Work order
With the records as your source, report how many lines contain "more". Add no other words.

Dataset entries

━━━━━━

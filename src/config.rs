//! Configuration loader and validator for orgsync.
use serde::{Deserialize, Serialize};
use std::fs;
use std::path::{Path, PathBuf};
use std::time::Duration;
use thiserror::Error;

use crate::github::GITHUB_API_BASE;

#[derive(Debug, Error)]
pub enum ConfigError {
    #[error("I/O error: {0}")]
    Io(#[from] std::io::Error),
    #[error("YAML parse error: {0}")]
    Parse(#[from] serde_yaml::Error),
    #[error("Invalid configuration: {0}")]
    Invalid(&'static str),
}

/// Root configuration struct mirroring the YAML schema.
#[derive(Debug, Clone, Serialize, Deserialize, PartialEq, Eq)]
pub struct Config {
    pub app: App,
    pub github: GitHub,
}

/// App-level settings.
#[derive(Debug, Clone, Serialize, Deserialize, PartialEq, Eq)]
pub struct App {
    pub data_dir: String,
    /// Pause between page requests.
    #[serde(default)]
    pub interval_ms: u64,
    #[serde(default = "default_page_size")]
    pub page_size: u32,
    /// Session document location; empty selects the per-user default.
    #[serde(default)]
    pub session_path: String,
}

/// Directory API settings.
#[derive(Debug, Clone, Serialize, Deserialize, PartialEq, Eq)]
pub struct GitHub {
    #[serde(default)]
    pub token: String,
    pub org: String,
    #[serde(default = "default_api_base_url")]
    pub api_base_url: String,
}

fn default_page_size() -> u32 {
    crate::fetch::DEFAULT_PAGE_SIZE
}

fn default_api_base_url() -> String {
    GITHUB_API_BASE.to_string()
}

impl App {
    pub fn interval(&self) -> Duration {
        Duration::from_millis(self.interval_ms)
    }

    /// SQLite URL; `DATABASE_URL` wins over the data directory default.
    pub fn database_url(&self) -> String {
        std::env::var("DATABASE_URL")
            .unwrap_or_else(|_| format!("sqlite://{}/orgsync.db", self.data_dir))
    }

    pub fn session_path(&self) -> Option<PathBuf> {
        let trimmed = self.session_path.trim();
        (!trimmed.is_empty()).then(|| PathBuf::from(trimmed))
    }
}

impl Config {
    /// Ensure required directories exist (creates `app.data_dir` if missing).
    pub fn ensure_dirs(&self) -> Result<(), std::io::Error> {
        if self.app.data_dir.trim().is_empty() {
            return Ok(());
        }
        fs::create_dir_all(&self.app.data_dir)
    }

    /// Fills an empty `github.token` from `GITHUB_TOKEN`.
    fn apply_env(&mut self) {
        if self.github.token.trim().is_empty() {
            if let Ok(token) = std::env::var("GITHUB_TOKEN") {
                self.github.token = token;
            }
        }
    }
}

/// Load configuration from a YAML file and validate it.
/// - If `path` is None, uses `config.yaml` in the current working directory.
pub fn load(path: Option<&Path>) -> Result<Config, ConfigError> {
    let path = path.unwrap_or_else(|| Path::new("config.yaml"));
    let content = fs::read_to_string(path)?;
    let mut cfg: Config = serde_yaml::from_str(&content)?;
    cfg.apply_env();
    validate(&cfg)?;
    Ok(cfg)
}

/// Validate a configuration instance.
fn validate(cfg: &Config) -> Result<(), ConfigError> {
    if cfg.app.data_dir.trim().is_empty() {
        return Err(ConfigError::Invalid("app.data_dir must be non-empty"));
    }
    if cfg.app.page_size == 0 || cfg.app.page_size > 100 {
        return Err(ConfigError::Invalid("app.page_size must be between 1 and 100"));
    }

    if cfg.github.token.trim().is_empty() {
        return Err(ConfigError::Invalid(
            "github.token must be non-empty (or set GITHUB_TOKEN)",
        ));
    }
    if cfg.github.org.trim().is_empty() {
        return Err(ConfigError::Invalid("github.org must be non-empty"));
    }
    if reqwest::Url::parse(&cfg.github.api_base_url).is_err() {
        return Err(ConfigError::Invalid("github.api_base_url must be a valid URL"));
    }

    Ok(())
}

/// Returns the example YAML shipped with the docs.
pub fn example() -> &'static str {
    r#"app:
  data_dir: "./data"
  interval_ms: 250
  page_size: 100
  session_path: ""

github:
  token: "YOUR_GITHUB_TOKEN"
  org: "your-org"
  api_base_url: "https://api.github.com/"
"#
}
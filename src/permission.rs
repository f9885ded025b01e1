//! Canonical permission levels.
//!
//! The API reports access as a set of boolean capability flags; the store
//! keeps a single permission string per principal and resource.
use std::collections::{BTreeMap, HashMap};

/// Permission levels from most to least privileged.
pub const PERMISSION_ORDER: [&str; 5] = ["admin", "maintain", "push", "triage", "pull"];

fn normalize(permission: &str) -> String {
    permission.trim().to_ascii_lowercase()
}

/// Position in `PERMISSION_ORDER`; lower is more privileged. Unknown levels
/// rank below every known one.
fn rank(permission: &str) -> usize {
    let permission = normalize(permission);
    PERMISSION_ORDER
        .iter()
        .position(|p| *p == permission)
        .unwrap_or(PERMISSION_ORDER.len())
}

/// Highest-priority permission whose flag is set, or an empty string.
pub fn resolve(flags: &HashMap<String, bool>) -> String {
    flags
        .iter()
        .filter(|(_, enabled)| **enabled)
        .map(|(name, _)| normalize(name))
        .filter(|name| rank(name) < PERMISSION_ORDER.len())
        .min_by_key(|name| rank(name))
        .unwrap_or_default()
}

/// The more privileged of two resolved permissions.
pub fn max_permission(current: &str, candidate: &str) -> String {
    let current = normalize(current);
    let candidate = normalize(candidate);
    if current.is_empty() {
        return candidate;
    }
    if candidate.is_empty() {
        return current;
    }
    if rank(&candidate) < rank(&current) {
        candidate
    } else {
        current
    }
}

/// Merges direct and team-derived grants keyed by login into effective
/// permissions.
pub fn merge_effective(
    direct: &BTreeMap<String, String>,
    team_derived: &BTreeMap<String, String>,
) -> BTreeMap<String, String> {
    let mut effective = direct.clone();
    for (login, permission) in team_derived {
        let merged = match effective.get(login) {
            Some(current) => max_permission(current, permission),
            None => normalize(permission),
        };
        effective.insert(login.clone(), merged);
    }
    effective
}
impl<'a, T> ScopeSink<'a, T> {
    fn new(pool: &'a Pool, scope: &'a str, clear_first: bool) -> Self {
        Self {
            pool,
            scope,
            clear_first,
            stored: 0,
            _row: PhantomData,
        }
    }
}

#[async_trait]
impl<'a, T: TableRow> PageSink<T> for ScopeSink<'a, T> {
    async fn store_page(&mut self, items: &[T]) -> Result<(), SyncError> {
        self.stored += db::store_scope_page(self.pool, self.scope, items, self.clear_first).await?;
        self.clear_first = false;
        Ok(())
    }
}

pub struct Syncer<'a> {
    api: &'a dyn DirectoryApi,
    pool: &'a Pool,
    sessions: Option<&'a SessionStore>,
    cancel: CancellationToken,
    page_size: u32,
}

━━━━━━

Solution for this task
2